─── SOURCE INFORMATION ───

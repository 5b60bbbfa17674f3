// SPDX-FileCopyrightText: 2026 Confab Contributors
// SPDX-License-Identifier: MIT OR Apache-2.0

//! Configuration model structs for the Confab event delivery service.
//!
//! All structs use `#[serde(deny_unknown_fields)]` to reject unrecognized
//! config keys at startup. The stream and presence tunables default to the
//! values the delivery design was written against; they are tunable, with the
//! one load-bearing relation (`presence.refresh_ms < presence.staleness_ms`)
//! enforced by validation.

use serde::{Deserialize, Serialize};

/// Top-level Confab configuration.
///
/// Loaded from TOML files following the XDG hierarchy, with environment
/// variable overrides. All sections are optional and default to sensible
/// values.
#[derive(Debug, Clone, Default, Deserialize, Serialize)]
#[serde(deny_unknown_fields)]
pub struct ConfabConfig {
    /// Service identity and logging.
    #[serde(default)]
    pub service: ServiceConfig,

    /// HTTP gateway settings.
    #[serde(default)]
    pub gateway: GatewayConfig,

    /// Durable store settings.
    #[serde(default)]
    pub storage: StorageConfig,

    /// Stream session and reconciler tunables.
    #[serde(default)]
    pub stream: StreamConfig,

    /// Typing presence tunables.
    #[serde(default)]
    pub presence: PresenceConfig,

    /// In-process event bus settings.
    #[serde(default)]
    pub bus: BusConfig,
}

/// Service identity and logging configuration.
#[derive(Debug, Clone, Deserialize, Serialize)]
#[serde(deny_unknown_fields)]
pub struct ServiceConfig {
    /// Display name of the service instance.
    #[serde(default = "default_service_name")]
    pub name: String,

    /// Logging level (trace, debug, info, warn, error).
    #[serde(default = "default_log_level")]
    pub log_level: String,
}

impl Default for ServiceConfig {
    fn default() -> Self {
        Self {
            name: default_service_name(),
            log_level: default_log_level(),
        }
    }
}

fn default_service_name() -> String {
    "confab".to_string()
}

fn default_log_level() -> String {
    "info".to_string()
}

/// HTTP gateway configuration.
#[derive(Debug, Clone, Deserialize, Serialize)]
#[serde(deny_unknown_fields)]
pub struct GatewayConfig {
    /// Host address to bind.
    #[serde(default = "default_host")]
    pub host: String,

    /// Port to bind.
    #[serde(default = "default_port")]
    pub port: u16,

    /// Bearer token for gateway auth. `None` rejects all requests (fail-closed).
    #[serde(default)]
    pub bearer_token: Option<String>,
}

impl Default for GatewayConfig {
    fn default() -> Self {
        Self {
            host: default_host(),
            port: default_port(),
            bearer_token: None,
        }
    }
}

fn default_host() -> String {
    "127.0.0.1".to_string()
}

fn default_port() -> u16 {
    8780
}

/// Durable store configuration.
#[derive(Debug, Clone, Deserialize, Serialize)]
#[serde(deny_unknown_fields)]
pub struct StorageConfig {
    /// Path to the SQLite database file.
    #[serde(default = "default_database_path")]
    pub database_path: String,
}

impl Default for StorageConfig {
    fn default() -> Self {
        Self {
            database_path: default_database_path(),
        }
    }
}

fn default_database_path() -> String {
    "confab.db".to_string()
}

/// Stream session and reconciler tunables.
#[derive(Debug, Clone, Deserialize, Serialize)]
#[serde(deny_unknown_fields)]
pub struct StreamConfig {
    /// Keep-alive comment frame interval in milliseconds.
    #[serde(default = "default_heartbeat_ms")]
    pub heartbeat_ms: u64,

    /// Durable-store polling interval in milliseconds.
    #[serde(default = "default_poll_ms")]
    pub poll_ms: u64,

    /// Maximum events fetched per poll.
    #[serde(default = "default_page_size")]
    pub page_size: usize,

    /// Bound on a single store query, in milliseconds. Must stay well under
    /// the heartbeat interval so a slow store cannot stall keep-alives.
    #[serde(default = "default_store_timeout_ms")]
    pub store_timeout_ms: u64,
}

impl Default for StreamConfig {
    fn default() -> Self {
        Self {
            heartbeat_ms: default_heartbeat_ms(),
            poll_ms: default_poll_ms(),
            page_size: default_page_size(),
            store_timeout_ms: default_store_timeout_ms(),
        }
    }
}

fn default_heartbeat_ms() -> u64 {
    15_000
}

fn default_poll_ms() -> u64 {
    1_000
}

fn default_page_size() -> usize {
    50
}

fn default_store_timeout_ms() -> u64 {
    5_000
}

/// Typing presence tunables.
#[derive(Debug, Clone, Deserialize, Serialize)]
#[serde(deny_unknown_fields)]
pub struct PresenceConfig {
    /// Age in milliseconds beyond which a typing row is ignored by readers.
    #[serde(default = "default_staleness_ms")]
    pub staleness_ms: i64,

    /// Minimum interval between refresh upserts for a user already typing.
    #[serde(default = "default_refresh_ms")]
    pub refresh_ms: i64,
}

impl Default for PresenceConfig {
    fn default() -> Self {
        Self {
            staleness_ms: default_staleness_ms(),
            refresh_ms: default_refresh_ms(),
        }
    }
}

fn default_staleness_ms() -> i64 {
    10_000
}

fn default_refresh_ms() -> i64 {
    3_000
}

/// In-process event bus configuration.
#[derive(Debug, Clone, Deserialize, Serialize)]
#[serde(deny_unknown_fields)]
pub struct BusConfig {
    /// Per-conversation broadcast channel capacity.
    #[serde(default = "default_bus_capacity")]
    pub capacity: usize,
}

impl Default for BusConfig {
    fn default() -> Self {
        Self {
            capacity: default_bus_capacity(),
        }
    }
}

fn default_bus_capacity() -> usize {
    256
}
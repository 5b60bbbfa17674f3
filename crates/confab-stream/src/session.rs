// SPDX-FileCopyrightText: 2026 Confab Contributors
// SPDX-License-Identifier: MIT OR Apache-2.0

//! Long-lived push session for one connected client.
//!
//! Each session runs as its own task owning exactly one heartbeat timer, one
//! polling timer, and at most one bus subscription. Frames are emitted in
//! discovery order; the shared cursor guarantees each underlying event
//! reaches the client exactly once regardless of which path observed it
//! first. The session never propagates an error into the transport: an emit
//! failure means the client is gone, and the session tears itself down.

use std::sync::Arc;
use std::sync::atomic::{AtomicBool, Ordering};
use std::time::Duration;

use confab_bus::{BusSubscription, EventBus};
use confab_core::EventStore;
use tokio::sync::mpsc;
use tokio_util::sync::CancellationToken;
use tracing::{debug, warn};

use crate::cursor::Cursor;
use crate::frame::Frame;
use crate::reconciler::Reconciler;

/// Runtime tunables for a stream session.
#[derive(Debug, Clone)]
pub struct SessionConfig {
    /// Interval between keep-alive comment frames.
    pub heartbeat: Duration,
    /// Interval between durable-store polls.
    pub poll_interval: Duration,
    /// Maximum events fetched per poll.
    pub page_size: usize,
    /// Bound on a single store query.
    pub store_timeout: Duration,
    /// Frame channel capacity between the session task and the transport.
    pub channel_capacity: usize,
}

impl Default for SessionConfig {
    fn default() -> Self {
        Self {
            heartbeat: Duration::from_millis(15_000),
            poll_interval: Duration::from_millis(1_000),
            page_size: 50,
            store_timeout: Duration::from_millis(5_000),
            channel_capacity: 32,
        }
    }
}

/// Handle for cancelling a running stream session.
///
/// Close is idempotent: the first call wins and the session task releases its
/// bus subscription and timers exactly once on exit. Concurrent closes from a
/// client disconnect and a server shutdown are safe.
#[derive(Clone)]
pub struct SessionHandle {
    cancel: CancellationToken,
    close_requested: Arc<AtomicBool>,
    torn_down: Arc<AtomicBool>,
}

impl SessionHandle {
    /// Request the session to stop. Returns `true` for the call that
    /// initiated the close, `false` for every subsequent call.
    pub fn close(&self) -> bool {
        let first = !self.close_requested.swap(true, Ordering::SeqCst);
        self.cancel.cancel();
        first
    }

    /// Whether a stop has been requested (by either side).
    pub fn is_closed(&self) -> bool {
        self.cancel.is_cancelled()
    }

    /// Whether the session task has finished releasing its resources.
    pub fn is_torn_down(&self) -> bool {
        self.torn_down.load(Ordering::SeqCst)
    }
}

/// Open a stream session for one authorized client.
///
/// Subscribes to the bus (when one is available in-process) before the task
/// starts, so no published event can slip between open and subscribe. The
/// returned receiver yields framed output beginning with [`Frame::Open`];
/// dropping it disconnects the client and the session tears itself down on
/// its next emit.
///
/// `start_ms` seeds the cursor; reconnecting clients pass the current wall
/// clock and resume from "now".
pub fn open(
    conversation_id: impl Into<String>,
    user_id: impl Into<String>,
    store: Arc<dyn EventStore>,
    bus: Option<&EventBus>,
    config: SessionConfig,
    start_ms: i64,
    cancel: CancellationToken,
) -> (SessionHandle, mpsc::Receiver<Frame>) {
    let conversation_id = conversation_id.into();
    let user_id = user_id.into();

    let (tx, rx) = mpsc::channel(config.channel_capacity.max(1));
    let subscription = bus.map(|b| b.subscribe(&conversation_id));
    let reconciler = Reconciler::new(
        store,
        conversation_id.clone(),
        config.page_size,
        config.store_timeout,
    );
    let cursor = Cursor::starting_at(start_ms);

    let handle = SessionHandle {
        cancel: cancel.clone(),
        close_requested: Arc::new(AtomicBool::new(false)),
        torn_down: Arc::new(AtomicBool::new(false)),
    };

    let torn_down = handle.torn_down.clone();
    tokio::spawn(run_session(
        conversation_id,
        user_id,
        reconciler,
        cursor,
        subscription,
        config,
        tx,
        cancel,
        torn_down,
    ));

    (handle, rx)
}

/// The session task: one select loop over heartbeat, poll, bus, and cancel.
#[allow(clippy::too_many_arguments)]
async fn run_session(
    conversation_id: String,
    user_id: String,
    reconciler: Reconciler,
    mut cursor: Cursor,
    mut subscription: Option<BusSubscription>,
    config: SessionConfig,
    tx: mpsc::Sender<Frame>,
    cancel: CancellationToken,
    torn_down: Arc<AtomicBool>,
) {
    debug!(
        conversation_id = conversation_id.as_str(),
        user_id = user_id.as_str(),
        "stream session opened"
    );

    if tx.send(Frame::Open).await.is_err() {
        teardown(&conversation_id, subscription, &cancel, &torn_down);
        return;
    }

    let mut heartbeat = tokio::time::interval(config.heartbeat);
    let mut poll = tokio::time::interval(config.poll_interval);
    // Skip the first immediate tick of both timers.
    heartbeat.tick().await;
    poll.tick().await;

    loop {
        tokio::select! {
            _ = cancel.cancelled() => {
                break;
            }
            _ = heartbeat.tick() => {
                if tx.send(Frame::KeepAlive).await.is_err() {
                    // Client gone; swallow and self-terminate.
                    break;
                }
            }
            _ = poll.tick() => {
                let mut client_gone = false;
                for event in reconciler.poll(&mut cursor).await {
                    if tx.send(Frame::Event(event)).await.is_err() {
                        client_gone = true;
                        break;
                    }
                }
                if client_gone {
                    break;
                }
            }
            published = bus_recv(&mut subscription) => {
                match published {
                    Some(event) => {
                        // Same dedup logic as polled events: when the poll
                        // later re-observes this event, the cursor drops it.
                        if cursor.admit(&event)
                            && tx.send(Frame::Event(event)).await.is_err()
                        {
                            break;
                        }
                    }
                    None => {
                        warn!(
                            conversation_id = conversation_id.as_str(),
                            "bus channel closed; continuing on polling alone"
                        );
                        subscription = None;
                    }
                }
            }
        }
    }

    teardown(&conversation_id, subscription, &cancel, &torn_down);
    debug!(
        conversation_id = conversation_id.as_str(),
        user_id = user_id.as_str(),
        "stream session closed"
    );
}

/// Release the bus subscription and mark the session closed.
///
/// The timers are owned by the task and die with it; the single `torn_down`
/// flip is the "already closed" guard that keeps double-close from
/// double-releasing anything.
fn teardown(
    conversation_id: &str,
    subscription: Option<BusSubscription>,
    cancel: &CancellationToken,
    torn_down: &AtomicBool,
) {
    if torn_down.swap(true, Ordering::SeqCst) {
        return;
    }
    drop(subscription);
    cancel.cancel();
    debug!(conversation_id, "stream session resources released");
}

/// Await the next bus event, or pend forever when no bus is attached.
async fn bus_recv(subscription: &mut Option<BusSubscription>) -> Option<confab_core::Event> {
    match subscription {
        Some(sub) => sub.recv().await,
        None => std::future::pending().await,
    }
}
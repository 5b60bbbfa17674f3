// SPDX-FileCopyrightText: 2026 Confab Contributors
// SPDX-License-Identifier: MIT OR Apache-2.0

//! HTTP request handlers for the action endpoints.
//!
//! Handles POST /v1/conversations/{id}/typing, POST /v1/receipts,
//! POST /v1/reactions, and GET /health.

use axum::{
    Json,
    extract::{Path, State},
    http::{HeaderMap, StatusCode},
    response::{IntoResponse, Response},
};
use confab_core::{ConfabError, ReceiptStatus};
use serde::{Deserialize, Serialize};

use crate::auth::authed_user;
use crate::server::GatewayState;

/// Typing action carried by the typing endpoint.
#[derive(Debug, Clone, Copy, PartialEq, Eq, Deserialize)]
#[serde(rename_all = "lowercase")]
pub enum TypingAction {
    Start,
    Stop,
}

/// Request body for POST /v1/conversations/{id}/typing.
#[derive(Debug, Deserialize)]
pub struct TypingRequest {
    /// "start" or "stop"; any other value is rejected at deserialization.
    pub action: TypingAction,
}

/// Request body for POST /v1/receipts.
#[derive(Debug, Deserialize)]
pub struct ReceiptRequest {
    pub message_id: String,
    /// "delivered", "read", or "failed".
    pub status: ReceiptStatus,
}

/// Request body for POST /v1/reactions.
#[derive(Debug, Deserialize)]
pub struct ReactionRequest {
    pub message_id: String,
    pub emoji: String,
}

/// Response body for GET /health.
#[derive(Debug, Serialize)]
pub struct HealthResponse {
    pub status: String,
    pub version: String,
    pub uptime_secs: u64,
}

/// Error response body.
#[derive(Debug, Serialize)]
pub struct ErrorResponse {
    pub error: String,
}

/// Map a component error onto the gateway's status codes.
pub fn error_to_response(err: ConfabError) -> Response {
    let status = match &err {
        ConfabError::InvalidInput(_) => StatusCode::BAD_REQUEST,
        ConfabError::Forbidden { .. } => StatusCode::FORBIDDEN,
        ConfabError::MessageNotFound(_) => StatusCode::NOT_FOUND,
        ConfabError::Store { .. } | ConfabError::Timeout { .. } => StatusCode::SERVICE_UNAVAILABLE,
        ConfabError::Config(_) | ConfabError::Transport(_) | ConfabError::Internal(_) => {
            StatusCode::INTERNAL_SERVER_ERROR
        }
    };
    (
        status,
        Json(ErrorResponse {
            error: err.to_string(),
        }),
    )
        .into_response()
}

/// 401 for requests missing the upstream identity header.
pub fn missing_identity() -> Response {
    (
        StatusCode::UNAUTHORIZED,
        Json(ErrorResponse {
            error: "missing x-confab-user identity".to_string(),
        }),
    )
        .into_response()
}

/// GET /health
///
/// Public liveness endpoint for process supervisors.
pub async fn get_health(State(state): State<GatewayState>) -> Json<HealthResponse> {
    Json(HealthResponse {
        status: "ok".to_string(),
        version: env!("CARGO_PKG_VERSION").to_string(),
        uptime_secs: state.health.start_time.elapsed().as_secs(),
    })
}

/// POST /v1/conversations/{id}/typing
///
/// Records a typing start/stop for the authenticated participant.
pub async fn post_typing(
    State(state): State<GatewayState>,
    Path(conversation_id): Path<String>,
    headers: HeaderMap,
    Json(body): Json<TypingRequest>,
) -> Response {
    let Some(user_id) = authed_user(&headers) else {
        return missing_identity();
    };

    match state
        .authorizer
        .can_access_conversation(&user_id, &conversation_id)
        .await
    {
        Ok(true) => {}
        Ok(false) => {
            return error_to_response(ConfabError::Forbidden {
                user_id,
                conversation_id,
            });
        }
        Err(e) => return error_to_response(e),
    }

    let is_typing = body.action == TypingAction::Start;
    match state.typing.set_typing(&conversation_id, &user_id, is_typing).await {
        Ok(ack) => (StatusCode::OK, Json(ack)).into_response(),
        Err(e) => error_to_response(e),
    }
}

/// POST /v1/receipts
///
/// Records a delivery/read/failed receipt for the authenticated user. A
/// receipt for an unresolvable message is still recorded (without the
/// denormalized conversation), so the participant check only applies when
/// the message is known.
pub async fn post_receipt(
    State(state): State<GatewayState>,
    headers: HeaderMap,
    Json(body): Json<ReceiptRequest>,
) -> Response {
    let Some(user_id) = authed_user(&headers) else {
        return missing_identity();
    };

    if let Ok(Some(message)) = state.store.get_message(&body.message_id).await {
        match state
            .authorizer
            .can_access_conversation(&user_id, &message.conversation_id)
            .await
        {
            Ok(true) => {}
            Ok(false) => {
                return error_to_response(ConfabError::Forbidden {
                    user_id,
                    conversation_id: message.conversation_id,
                });
            }
            Err(e) => return error_to_response(e),
        }
    }

    match state
        .receipts
        .record(&body.message_id, &user_id, body.status)
        .await
    {
        Ok(ack) => (StatusCode::OK, Json(ack)).into_response(),
        Err(e) => error_to_response(e),
    }
}

/// POST /v1/reactions
///
/// Toggles an emoji reaction and reports which side of the toggle occurred.
pub async fn post_reaction(
    State(state): State<GatewayState>,
    headers: HeaderMap,
    Json(body): Json<ReactionRequest>,
) -> Response {
    let Some(user_id) = authed_user(&headers) else {
        return missing_identity();
    };

    let message = match state.store.get_message(&body.message_id).await {
        Ok(Some(message)) => message,
        Ok(None) => {
            return error_to_response(ConfabError::MessageNotFound(body.message_id));
        }
        Err(e) => return error_to_response(e),
    };

    match state
        .authorizer
        .can_access_conversation(&user_id, &message.conversation_id)
        .await
    {
        Ok(true) => {}
        Ok(false) => {
            return error_to_response(ConfabError::Forbidden {
                user_id,
                conversation_id: message.conversation_id,
            });
        }
        Err(e) => return error_to_response(e),
    }

    match state
        .reactions
        .toggle(&body.message_id, &user_id, &body.emoji)
        .await
    {
        Ok(outcome) => {
            let body = if outcome.added() {
                serde_json::json!({"added": true})
            } else {
                serde_json::json!({"removed": true})
            };
            (StatusCode::OK, Json(body)).into_response()
        }
        Err(e) => error_to_response(e),
    }
}

#[cfg(test)]
mod tests {
    use super::*;

    #[test]
    fn typing_request_accepts_start_and_stop() {
        let req: TypingRequest = serde_json::from_str(r#"{"action": "start"}"#).unwrap();
        assert_eq!(req.action, TypingAction::Start);

        let req: TypingRequest = serde_json::from_str(r#"{"action": "stop"}"#).unwrap();
        assert_eq!(req.action, TypingAction::Stop);
    }

    #[test]
    fn typing_request_rejects_invalid_action() {
        let result = serde_json::from_str::<TypingRequest>(r#"{"action": "pause"}"#);
        assert!(result.is_err());
    }

    #[test]
    fn receipt_request_parses_status_enum() {
        let req: ReceiptRequest =
            serde_json::from_str(r#"{"message_id": "m1", "status": "read"}"#).unwrap();
        assert_eq!(req.status, ReceiptStatus::Read);

        let result =
            serde_json::from_str::<ReceiptRequest>(r#"{"message_id": "m1", "status": "seen"}"#);
        assert!(result.is_err());
    }

    #[test]
    fn reaction_request_requires_both_fields() {
        let req: ReactionRequest =
            serde_json::from_str(r#"{"message_id": "m1", "emoji": "👍"}"#).unwrap();
        assert_eq!(req.emoji, "👍");

        let result = serde_json::from_str::<ReactionRequest>(r#"{"message_id": "m1"}"#);
        assert!(result.is_err());
    }

    #[test]
    fn health_response_serializes() {
        let resp = HealthResponse {
            status: "ok".to_string(),
            version: "0.1.0".to_string(),
            uptime_secs: 42,
        };
        let json = serde_json::to_string(&resp).unwrap();
        assert!(json.contains("\"status\":\"ok\""));
        assert!(json.contains("\"uptime_secs\":42"));
    }

    #[test]
    fn error_mapping_follows_the_taxonomy() {
        use axum::http::StatusCode;

        let cases = [
            (
                ConfabError::InvalidInput("bad".into()),
                StatusCode::BAD_REQUEST,
            ),
            (
                ConfabError::Forbidden {
                    user_id: "u".into(),
                    conversation_id: "c".into(),
                },
                StatusCode::FORBIDDEN,
            ),
            (
                ConfabError::MessageNotFound("m".into()),
                StatusCode::NOT_FOUND,
            ),
            (
                ConfabError::Store {
                    source: "down".into(),
                },
                StatusCode::SERVICE_UNAVAILABLE,
            ),
            (
                ConfabError::Timeout {
                    duration: std::time::Duration::from_secs(5),
                },
                StatusCode::SERVICE_UNAVAILABLE,
            ),
            (
                ConfabError::Internal("bug".into()),
                StatusCode::INTERNAL_SERVER_ERROR,
            ),
        ];
        for (err, expected) in cases {
            assert_eq!(error_to_response(err).status(), expected);
        }
    }
}
//! Persisted user configuration: selected language, last location, display
//! options, encrypted credentials, and connection flags.

use serde::{Deserialize, Serialize};
use thiserror::Error;

use std::io;
use std::path::Path;

use crate::credentials::EncryptedCredentials;

pub const DEFAULT_PATH: &str = "/etc/convpn/config.json";
pub const ENV_VAR: &str = "CONVPN_CONFIG_PATH";

#[derive(Debug, Error)]
pub enum Error {
    #[error("IO error: {0}")]
    IO(#[from] io::Error),
    #[error("deserialization error: {0}")]
    Deserialize(#[from] serde_json::Error),
}

#[derive(Clone, Debug, Default, PartialEq, Serialize, Deserialize)]
pub struct Config {
    pub last_location: Option<String>,
    pub credentials: Option<EncryptedCredentials>,
    pub post_connect_exe: Option<String>,
    #[serde(default)]
    pub block_doh: bool,
    #[serde(default)]
    pub block_lan: bool,
}

/// Reads the configuration file, returning the default configuration when
/// the file does not exist yet (first run).
pub async fn read(path: &Path) -> Result<Config, Error> {
    match tokio::fs::read_to_string(path).await {
        Ok(content) => Ok(serde_json::from_str(&content)?),
        Err(e) if e.kind() == io::ErrorKind::NotFound => Ok(Config::default()),
        Err(e) => Err(Error::IO(e)),
    }
}

/// Writes the configuration file, tightening its permissions to owner-only
/// after write rather than relying on the process umask.
pub async fn write(path: &Path, config: &Config) -> Result<(), Error> {
    let json = serde_json::to_string_pretty(config)?;
    tokio::fs::write(path, json).await?;
    set_owner_only(path).await?;
    Ok(())
}

#[cfg(unix)]
async fn set_owner_only(path: &Path) -> Result<(), Error> {
    use std::os::unix::fs::PermissionsExt;
    let perms = std::fs::Permissions::from_mode(0o600);
    tokio::fs::set_permissions(path, perms).await?;
    Ok(())
}

#[cfg(not(unix))]
async fn set_owner_only(_path: &Path) -> Result<(), Error> {
    Ok(())
}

───

▶ WHAT IS BEING ASKED:
List all lines from the entries that include the word "tick".

▶ EXERCISE SOLUTION:
    // Skip the first immediate tick of both timers.
    heartbeat.tick().await;
    poll.tick().await;
            _ = heartbeat.tick() => {
            _ = poll.tick() => {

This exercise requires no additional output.